Although no Massachusetts case has defined the term “defalcation” explicitly, where the term appears, it is used in accordance with its ordinary and plain meaning, that is, a misuse or deprivation of the use of an asset held in trust. See, e.g., Indeck v. Clients’ Sec. Bd., 450 Mass. 379, 380-381 (2008) (“defalcation” describes conduct of attorney who misappropriated client funds entrusted for investment); Buster v.

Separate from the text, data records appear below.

use std::collections::HashMap;
use std::fs;
use std::io::Cursor;
use std::ops::Range;
use std::path::{Path, PathBuf};
use std::sync::Arc;

use aho_corasick::{AhoCorasick, MatchKind};

use crate::consolidate::{Consolidated, IMAGE_SENTINEL};
use crate::error::Error;
use crate::model::{Extent, ImageData, Span, Unit};

/// How big a replacement picture is drawn.
#[derive(Clone, Copy, Debug, PartialEq)]
pub enum SizePolicy {
    Fixed(Extent),
    /// Largest size inside the box that keeps the image's own aspect ratio.
    AspectFit(Extent),
    /// Size of the picture being replaced, or the image's natural size when
    /// there is none.
    InheritOriginal,
}

impl SizePolicy {
    pub fn extent_for(&self, data: &ImageData, original: Option<Extent>) -> Extent {
        match *self {
            SizePolicy::Fixed(extent) => extent,
            SizePolicy::AspectFit(bounds) => aspect_fit(data.pixel_width, data.pixel_height, bounds),
            SizePolicy::InheritOriginal => original
                .filter(|e| !e.is_empty())
                .unwrap_or_else(|| data.natural_extent()),
        }
    }
}

pub fn aspect_fit(pixel_width: u32, pixel_height: u32, bounds: Extent) -> Extent {
    if pixel_width == 0 || pixel_height == 0 {
        return bounds;
    }
    let (pw, ph) = (pixel_width as f64, pixel_height as f64);
    let scale = (bounds.cx as f64 / pw).min(bounds.cy as f64 / ph);
    Extent {
        cx: (pw * scale).round() as i64,
        cy: (ph * scale).round() as i64,
    }
}

#[derive(Clone, Debug, PartialEq)]
pub struct ImagePlaceholder {
    pub marker: String,
    pub path: PathBuf,
    pub size: SizePolicy,
}

impl ImagePlaceholder {
    pub fn new(marker: impl Into<String>, path: impl Into<PathBuf>, size: SizePolicy) -> Self {
        ImagePlaceholder {
            marker: marker.into(),
            path: path.into(),
            size,
        }
    }
}

/// Marker → image mapping. Declaration order drives both tie-breaking and
/// the positional assignment of entries to pictures already in a document.
#[derive(Clone, Debug)]
pub struct ImagePlaceholderMap {
    entries: Vec<ImagePlaceholder>,
    markers: Option<AhoCorasick>,
    replace_existing: bool,
}

impl Default for ImagePlaceholderMap {
    fn default() -> Self {
        ImagePlaceholderMap {
            entries: Vec::new(),
            markers: None,
            replace_existing: true,
        }
    }
}

impl ImagePlaceholderMap {
    pub fn new(entries: Vec<ImagePlaceholder>) -> Result<Self, Error> {
        for (i, entry) in entries.iter().enumerate() {
            if entry.marker.is_empty() {
                return Err(Error::Config("image markers must not be empty".into()));
            }
            if entry.marker.contains(IMAGE_SENTINEL) {
                return Err(Error::Config(format!(
                    "image marker {:?} contains U+FFFC, which is reserved for images",
                    entry.marker
                )));
            }
            if entries[..i].iter().any(|e| e.marker == entry.marker) {
                return Err(Error::Config(format!("image marker {:?} given twice", entry.marker)));
            }
        }
        let markers = if entries.is_empty() {
            None
        } else {
            Some(
                AhoCorasick::builder()
                    .match_kind(MatchKind::LeftmostLongest)
                    .build(entries.iter().map(|e| e.marker.as_str()))?,
            )
        };
        Ok(ImagePlaceholderMap {
            entries,
            markers,
            replace_existing: true,
        })
    }

    /// Whether pictures already in the document are replaced as well.
    pub fn with_replace_existing(mut self, replace_existing: bool) -> Self {
        self.replace_existing = replace_existing;
        self
    }

    pub fn replace_existing(&self) -> bool {
        self.replace_existing
    }

    pub fn entries(&self) -> &[ImagePlaceholder] {
        &self.entries
    }

    pub fn is_empty(&self) -> bool {
        self.entries.is_empty()
    }

    /// Leftmost-longest marker occurrences inside `range`.
    pub fn find_markers(&self, text: &str, range: Range<usize>) -> Vec<(Range<usize>, &ImagePlaceholder)> {
        let Some(ac) = &self.markers else {
            return Vec::new();
        };
        ac.find_iter(aho_corasick::Input::new(&text[..range.end]).range(range.start..))
            .map(|m| (m.range(), &self.entries[m.pattern().as_usize()]))
            .collect()
    }

    pub fn mentions(&self, text: &str) -> bool {
        self.markers.as_ref().is_some_and(|ac| ac.is_match(text))
    }

    pub fn cursor(&self) -> ExistingImageCursor<'_> {
        ExistingImageCursor { map: self, next: 0 }
    }
}

/// Hands out placeholder entries to pre-existing pictures in the order the
/// pictures are met. A single entry covers every picture; with several,
/// each picture consumes the next one until they run out.
#[derive(Debug)]
pub struct ExistingImageCursor<'a> {
    map: &'a ImagePlaceholderMap,
    next: usize,
}

impl<'a> ExistingImageCursor<'a> {
    pub fn next_entry(&mut self) -> Option<&'a ImagePlaceholder> {
        if !self.map.replace_existing {
            return None;
        }
        match self.map.entries.as_slice() {
            [] => None,
            [only] => Some(only),
            entries => {
                let entry = entries.get(self.next)?;
                self.next += 1;
                Some(entry)
            }
        }
    }

    pub fn consumed(&self) -> usize {
        self.next
    }
}

/// A picture to put somewhere in a unit.
#[derive(Clone, Debug, PartialEq)]
pub enum ImageEdit<'a> {
    /// Marker text at `range` of the logical text becomes a picture.
    Marker {
        range: Range<usize>,
        placeholder: &'a ImagePlaceholder,
    },
    /// The picture at span index `span` gets new content.
    Existing {
        span: usize,
        offset: usize,
        original: Extent,
        placeholder: &'a ImagePlaceholder,
    },
}

impl<'a> ImageEdit<'a> {
    pub fn offset(&self) -> usize {
        match self {
            ImageEdit::Marker { range, .. } => range.start,
            ImageEdit::Existing { offset, .. } => *offset,
        }
    }

    pub fn placeholder(&self) -> &'a ImagePlaceholder {
        match self {
            ImageEdit::Marker { placeholder, .. } | ImageEdit::Existing { placeholder, .. } => {
                placeholder
            }
        }
    }

    /// Size of the picture being replaced, if any.
    pub fn original(&self) -> Option<Extent> {
        match self {
            ImageEdit::Marker { .. } => None,
            ImageEdit::Existing { original, .. } => Some(*original),
        }
    }
}

/// Finds both kinds of image edits in a unit, ordered by position.
///
/// Marker text is matched inside text only, never across a picture.
/// Pre-existing pictures each draw one entry from `cursor`.
pub fn resolve_images<'a>(
    unit: &Unit,
    consolidated: &Consolidated,
    map: &'a ImagePlaceholderMap,
    cursor: &mut ExistingImageCursor<'a>,
) -> Vec<ImageEdit<'a>> {
    let mut edits = Vec::new();
    for segment in crate::resolve::segments(&consolidated.text, &[]) {
        for (range, placeholder) in map.find_markers(&consolidated.text, segment) {
            edits.push(ImageEdit::Marker { range, placeholder });
        }
    }
    for (span, image) in unit.spans().iter().enumerate().filter_map(|(i, s)| match s {
        Span::Image(image) => Some((i, image)),
        Span::Text(_) => None,
    }) {
        let Some(placeholder) = cursor.next_entry() else {
            break;
        };
        let offset = consolidated.boundary(span).map_or(0, |b| b.range.start);
        edits.push(ImageEdit::Existing {
            span,
            offset,
            original: image.extent,
            placeholder,
        });
    }
    edits.sort_by_key(ImageEdit::offset);
    edits
}

/// Reads and probes image files, once per path per document.
#[derive(Debug, Default)]
pub struct ImageLoader {
    cache: HashMap<PathBuf, Result<Arc<ImageData>, String>>,
}

impl ImageLoader {
    pub fn new() -> Self {
        ImageLoader::default()
    }

    /// The decoded header of the image at `path`, or why it is unusable.
    pub fn load(&mut self, path: &Path) -> Result<Arc<ImageData>, String> {
        self.cache
            .entry(path.to_path_buf())
            .or_insert_with(|| probe(path).map(Arc::new))
            .clone()
    }
}

fn probe(path: &Path) -> Result<ImageData, String> {
    if !path.is_file() {
        return Err(format!("image file {} does not exist", path.display()));
    }
    let bytes = fs::read(path).map_err(|e| format!("cannot read {}: {e}", path.display()))?;
    let reader = image::ImageReader::new(Cursor::new(&bytes))
        .with_guessed_format()
        .map_err(|e| format!("cannot read {}: {e}", path.display()))?;
    let Some(format) = reader.format() else {
        return Err(format!("{} is not a recognised image format", path.display()));
    };
    let (pixel_width, pixel_height) = reader
        .into_dimensions()
        .map_err(|e| format!("cannot decode {}: {e}", path.display()))?;
    log::debug!(
        "Loaded {} ({format:?}, {pixel_width}x{pixel_height})",
        path.display()
    );
    Ok(ImageData {
        path: path.to_path_buf(),
        bytes,
        format,
        pixel_width,
        pixel_height,
    })
}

George W. Moore, Inc., 438 Mass. 635, 652 (2003) (“defalcation” used to describe act of misappropriating entrusted property, depriving property owner of its use); Matter of Driscoll, 410 Mass. 695, 704 (1991) (Greaney, J., dissenting) (“defalcation” used to describe conduct of attorney who used client funds to pay personal debts); Mickelson v. Barnet, 390 Mass. 786, 790 (1984) (“defalcation” used to describe accountant’s embezzlement of investors’ funds).
 As noted, the judge rejected as not credible Leness’s explanation that he used Carbonite because he was worried about the stability of EventMonitor’s internal backup procedures, but concluded that the copying was not with malicious intent.

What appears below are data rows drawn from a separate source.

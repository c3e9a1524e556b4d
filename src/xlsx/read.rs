use std::collections::BTreeMap;

use super::{DrawingPart, SML_NS, SheetPart, XDR_NS, root_prefix};
use crate::error::Error;
use crate::model::{
    Cell, Extent, FormatDescriptor, ImageSource, ImageSpan, NativeImage, Origin, Sheet, Span,
    Unit, UnitKind, Workbook,
};
use crate::package::{Package, REL_DRAWING, REL_SHARED_STRINGS, REL_WORKSHEET, Relationships};
use crate::scope::parse_cell_reference;
use crate::xml::{DML_NS, R_NS, child, descendant, element_tags, is, source};

pub(super) struct Loaded {
    pub(super) workbook: Workbook,
    pub(super) sheets: Vec<SheetPart>,
}

fn sml<'a>(node: roxmltree::Node<'a, 'a>, name: &str) -> Option<roxmltree::Node<'a, 'a>> {
    child(node, SML_NS, name)
}

fn sml_children<'a>(
    node: roxmltree::Node<'a, 'a>,
    name: &'static str,
) -> impl Iterator<Item = roxmltree::Node<'a, 'a>> {
    node.children().filter(move |n| is(*n, SML_NS, name))
}

/// `FFRRGGBB` or `RRGGBB`.
fn parse_argb(val: &str) -> Option<[u8; 3]> {
    let hex = match val.len() {
        8 => &val[2..],
        6 => val,
        _ => return None,
    };
    let r = u8::from_str_radix(&hex[0..2], 16).ok()?;
    let g = u8::from_str_radix(&hex[2..4], 16).ok()?;
    let b = u8::from_str_radix(&hex[4..6], 16).ok()?;
    Some([r, g, b])
}

fn sml_bool(rpr: roxmltree::Node, name: &str) -> Option<bool> {
    sml(rpr, name).map(|n| n.attribute("val").is_none_or(|v| v != "0" && v != "false"))
}

/// Rich-text content of a shared (`si`) or inline (`is`) string.
fn rich_text(xml: &str, node: roxmltree::Node, keep_native: bool) -> Vec<Span> {
    let mut spans = Vec::new();
    for item in node.children().filter(|n| n.is_element() && n.tag_name().namespace() == Some(SML_NS)) {
        match item.tag_name().name() {
            "t" => {
                let text = item.text().unwrap_or("");
                if !text.is_empty() {
                    spans.push(Span::text(text, FormatDescriptor::default()));
                }
            }
            "r" => {
                let text: String = sml_children(item, "t").filter_map(|t| t.text()).collect();
                if text.is_empty() {
                    continue;
                }
                let format = sml(item, "rPr")
                    .map(|rpr| run_format(xml, rpr, keep_native))
                    .unwrap_or_default();
                spans.push(Span::text(text, format));
            }
            _ => {}
        }
    }
    spans
}

fn run_format(xml: &str, rpr: roxmltree::Node, keep_native: bool) -> FormatDescriptor {
    FormatDescriptor {
        font_name: sml(rpr, "rFont")
            .and_then(|n| n.attribute("val"))
            .map(str::to_string),
        font_size: sml(rpr, "sz")
            .and_then(|n| n.attribute("val"))
            .and_then(|v| v.parse().ok()),
        bold: sml_bool(rpr, "b"),
        italic: sml_bool(rpr, "i"),
        underline: sml(rpr, "u").map(|u| u.attribute("val") != Some("none")),
        color: sml(rpr, "color")
            .and_then(|n| n.attribute("rgb"))
            .and_then(parse_argb),
        native: keep_native.then(|| source(xml, rpr).to_string()),
    }
}

fn shared_strings(package: &Package, part: Option<String>) -> Result<Vec<Vec<Span>>, Error> {
    let Some(part) = part else {
        return Ok(Vec::new());
    };
    let Some(xml) = package.text(&part)? else {
        log::warn!("{part} is referenced but missing");
        return Ok(Vec::new());
    };
    let doc = roxmltree::Document::parse(&xml)?;
    let root = doc.root_element();
    // rPr markup is copied into sheets, which use the default namespace
    let keep_native = root_prefix(&xml, root).is_empty();
    Ok(sml_children(root, "si")
        .map(|si| rich_text(&xml, si, keep_native))
        .collect())
}

pub(super) fn load(package: &Package, workbook_part: &str) -> Result<Loaded, Error> {
    let xml = package
        .text(workbook_part)?
        .ok_or_else(|| Error::InvalidXlsx(format!("missing {workbook_part}")))?;
    let rels = Relationships::load(package, workbook_part)?;
    let shared = shared_strings(
        package,
        rels.first_of_type(REL_SHARED_STRINGS)
            .and_then(|r| rels.target_part(&r.id)),
    )?;

    let doc = roxmltree::Document::parse(&xml)?;
    let sheets_node = sml(doc.root_element(), "sheets")
        .ok_or_else(|| Error::InvalidXlsx("workbook has no sheets".into()))?;

    let mut sheets = Vec::new();
    let mut parts = Vec::new();
    for sheet in sml_children(sheets_node, "sheet") {
        let name = sheet.attribute("name").unwrap_or_default().to_string();
        let rel = sheet.attribute((R_NS, "id")).and_then(|id| rels.get(id));
        if let Some(rel) = rel.filter(|r| r.rel_type != REL_WORKSHEET) {
            log::warn!("Sheet {name:?} is not a worksheet ({}), skipping", rel.rel_type);
            continue;
        }
        let Some(part_name) = rel.and_then(|r| rels.target_part(&r.id)) else {
            return Err(Error::InvalidXlsx(format!("sheet {name:?} has no part")));
        };
        let sheet_xml = package
            .text(&part_name)?
            .ok_or_else(|| Error::InvalidXlsx(format!("missing {part_name}")))?;
        let index = parts.len();
        let (cells, drawing) = read_sheet(package, index, &part_name, &sheet_xml, &shared)?;
        log::debug!("Sheet {name:?} ({part_name}): {} cells", cells.len());
        sheets.push(Sheet::new(name, cells));
        parts.push(SheetPart {
            name: part_name,
            xml: sheet_xml,
            drawing,
        });
    }

    Ok(Loaded {
        workbook: Workbook { sheets },
        sheets: parts,
    })
}

fn read_sheet(
    package: &Package,
    index: usize,
    part_name: &str,
    xml: &str,
    shared: &[Vec<Span>],
) -> Result<(Vec<Cell>, Option<DrawingPart>), Error> {
    let doc = roxmltree::Document::parse(xml)?;
    let root = doc.root_element();
    let writable = root_prefix(xml, root).is_empty();
    if !writable {
        log::warn!("{part_name} uses a prefixed SpreadsheetML namespace, leaving it untouched");
    }

    let mut cells: BTreeMap<(u32, u32), Cell> = BTreeMap::new();
    if let Some(data) = sml(root, "sheetData") {
        let mut row_index = 0u32;
        for row in sml_children(data, "row") {
            row_index = row
                .attribute("r")
                .and_then(|r| r.parse::<u32>().ok())
                .map_or(row_index + 1, |r| r);
            let mut col_index = 0u32;
            for c in sml_children(row, "c") {
                let (r, col) = c
                    .attribute("r")
                    .and_then(parse_cell_reference)
                    .unwrap_or((row_index.saturating_sub(1), col_index));
                col_index = col + 1;
                let Some(spans) = cell_text(xml, c, shared) else {
                    continue;
                };
                let unit = if writable {
                    let t_attr: Vec<_> = c
                        .attributes()
                        .filter(|a| a.name() == "t" && a.namespace().is_none())
                        .map(|a| a.range())
                        .collect();
                    let range = c.range();
                    match element_tags(xml, &range, &t_attr) {
                        Some((open_tag, close_tag)) => Unit::cell(spans).with_origin(Origin {
                            part: index,
                            range,
                            open_tag,
                            close_tag,
                        }),
                        None => Unit::unsupported(
                            UnitKind::Cell,
                            "cell markup could not be located",
                            visible_text(&spans),
                        ),
                    }
                } else {
                    Unit::unsupported(UnitKind::Cell, "sheet uses a prefixed namespace", visible_text(&spans))
                };
                cells.insert((r, col), Cell { row: r, col, unit });
            }
        }
    }

    let drawing = match sml(root, "drawing").and_then(|d| d.attribute((R_NS, "id"))) {
        Some(rel_id) if writable => {
            let rels = Relationships::load(package, part_name)?;
            match rels.target_part(rel_id) {
                Some(drawing_part) if rels.get(rel_id).is_some_and(|r| r.rel_type == REL_DRAWING) => {
                    read_drawing(package, &drawing_part, &mut cells)?
                }
                _ => None,
            }
        }
        _ => None,
    };

    Ok((cells.into_values().collect(), drawing))
}

/// Spans of a text-bearing cell; `None` for numbers, booleans, errors and
/// formulas.
fn cell_text(xml: &str, c: roxmltree::Node, shared: &[Vec<Span>]) -> Option<Vec<Span>> {
    if sml(c, "f").is_some() {
        return None;
    }
    match c.attribute("t") {
        Some("s") => {
            let index: usize = sml(c, "v")?.text()?.trim().parse().ok()?;
            let spans = shared.get(index);
            if spans.is_none() {
                log::warn!("Shared string {index} does not exist");
            }
            spans.cloned()
        }
        Some("inlineStr") => Some(sml(c, "is").map(|inline| rich_text(xml, inline, true)).unwrap_or_default()),
        _ => None,
    }
}

fn visible_text(spans: &[Span]) -> String {
    spans.iter().filter_map(Span::as_text).map(|t| t.text.as_str()).collect()
}

fn attr_u32(node: Option<roxmltree::Node>) -> Option<u32> {
    node?.text()?.trim().parse().ok()
}

/// Reads picture anchors and attaches them to their cells.
fn read_drawing(
    package: &Package,
    part: &str,
    cells: &mut BTreeMap<(u32, u32), Cell>,
) -> Result<Option<DrawingPart>, Error> {
    let Some(xml) = package.text(part)? else {
        log::warn!("{part} is referenced but missing");
        return Ok(None);
    };
    let mut max_id = 0;
    let prefix;
    {
        let doc = roxmltree::Document::parse(&xml)?;
        let root = doc.root_element();
        prefix = root_prefix(&xml, root);
        for id in root
            .descendants()
            .filter(|n| is(*n, XDR_NS, "cNvPr"))
            .filter_map(|n| n.attribute("id")?.parse::<u32>().ok())
        {
            max_id = max_id.max(id);
        }
        for anchor in root.children() {
            let two_cell = is(anchor, XDR_NS, "twoCellAnchor");
            if !two_cell && !is(anchor, XDR_NS, "oneCellAnchor") {
                continue;
            }
            let Some((row, col, image)) = read_anchor(&xml, anchor, two_cell) else {
                continue;
            };
            cells
                .entry((row, col))
                .or_insert_with(|| Cell {
                    row,
                    col,
                    unit: Unit::cell(Vec::new()),
                })
                .unit
                .push_image(image);
        }
    }
    Ok(Some(DrawingPart {
        name: part.to_string(),
        xml,
        prefix,
        max_id,
    }))
}

fn read_anchor(xml: &str, anchor: roxmltree::Node, two_cell: bool) -> Option<(u32, u32, ImageSpan)> {
    let from = child(anchor, XDR_NS, "from")?;
    let col = attr_u32(child(from, XDR_NS, "col"))?;
    let row = attr_u32(child(from, XDR_NS, "row"))?;
    let pic = child(anchor, XDR_NS, "pic")?;
    let embed = descendant(pic, DML_NS, "blip")?.attribute_node((R_NS, "embed"))?;

    let base = anchor.range().start;
    let rel = |range: std::ops::Range<usize>| range.start - base..range.end - base;

    let a_ext = child(pic, XDR_NS, "spPr")
        .and_then(|sp| child(sp, DML_NS, "xfrm"))
        .and_then(|x| child(x, DML_NS, "ext"));
    let xdr_ext = if two_cell { None } else { child(anchor, XDR_NS, "ext") };
    let mut extents = Vec::new();
    let mut original = Extent::default();
    for node in [xdr_ext, a_ext].into_iter().flatten() {
        let (Some(cx), Some(cy)) = (node.attribute_node("cx"), node.attribute_node("cy")) else {
            continue;
        };
        if original.is_empty() {
            original = Extent {
                cx: cx.value().parse().unwrap_or(0),
                cy: cy.value().parse().unwrap_or(0),
            };
        }
        extents.push((rel(cx.range_value()), rel(cy.range_value())));
    }

    let anchor_id = descendant(pic, XDR_NS, "cNvPr")
        .and_then(|n| n.attribute("id"))
        .and_then(|v| v.parse().ok())
        .unwrap_or(0);
    let to_marker = if two_cell {
        Some(rel(child(anchor, XDR_NS, "to")?.range()))
    } else {
        None
    };

    Some((
        row,
        col,
        ImageSpan {
            source: ImageSource::Embedded {
                rel_id: embed.value().to_string(),
            },
            extent: original,
            anchor_id,
            native: Some(NativeImage {
                xml: source(xml, anchor).to_string(),
                embed: rel(embed.range_value()),
                extents,
                original,
                run_props: None,
                origin: Some(anchor.range()),
                to_marker,
                two_cell,
            }),
        },
    ))
}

 The contract entitled Leness to fifteen vacation days per year, and to accrue unused vacation days.
 The judge stated that he derived the amount of damages by multiplying Leness’s daily rate by 8.4 days, then trebling that amount. The result he reached in the initial multiplication ($ 4,732.10), however, is mathematically incorrect. Dividing Leness’s weekly rate of $ 3,365.38 by five results in a daily rate of $ 673.08. Thus, the damages for 8.4 days at a rate of $ 673.08 per day should have been $ 5,653.87. That the judge calculated a daily rate based on a five-day work week is evident from his finding that, in addition to his annual salary, Leness was entitled to severance pay of $ 10,096.15 for fifteen days of vacation benefits ($ 10,096.15 divided by fifteen equals $ 673.08).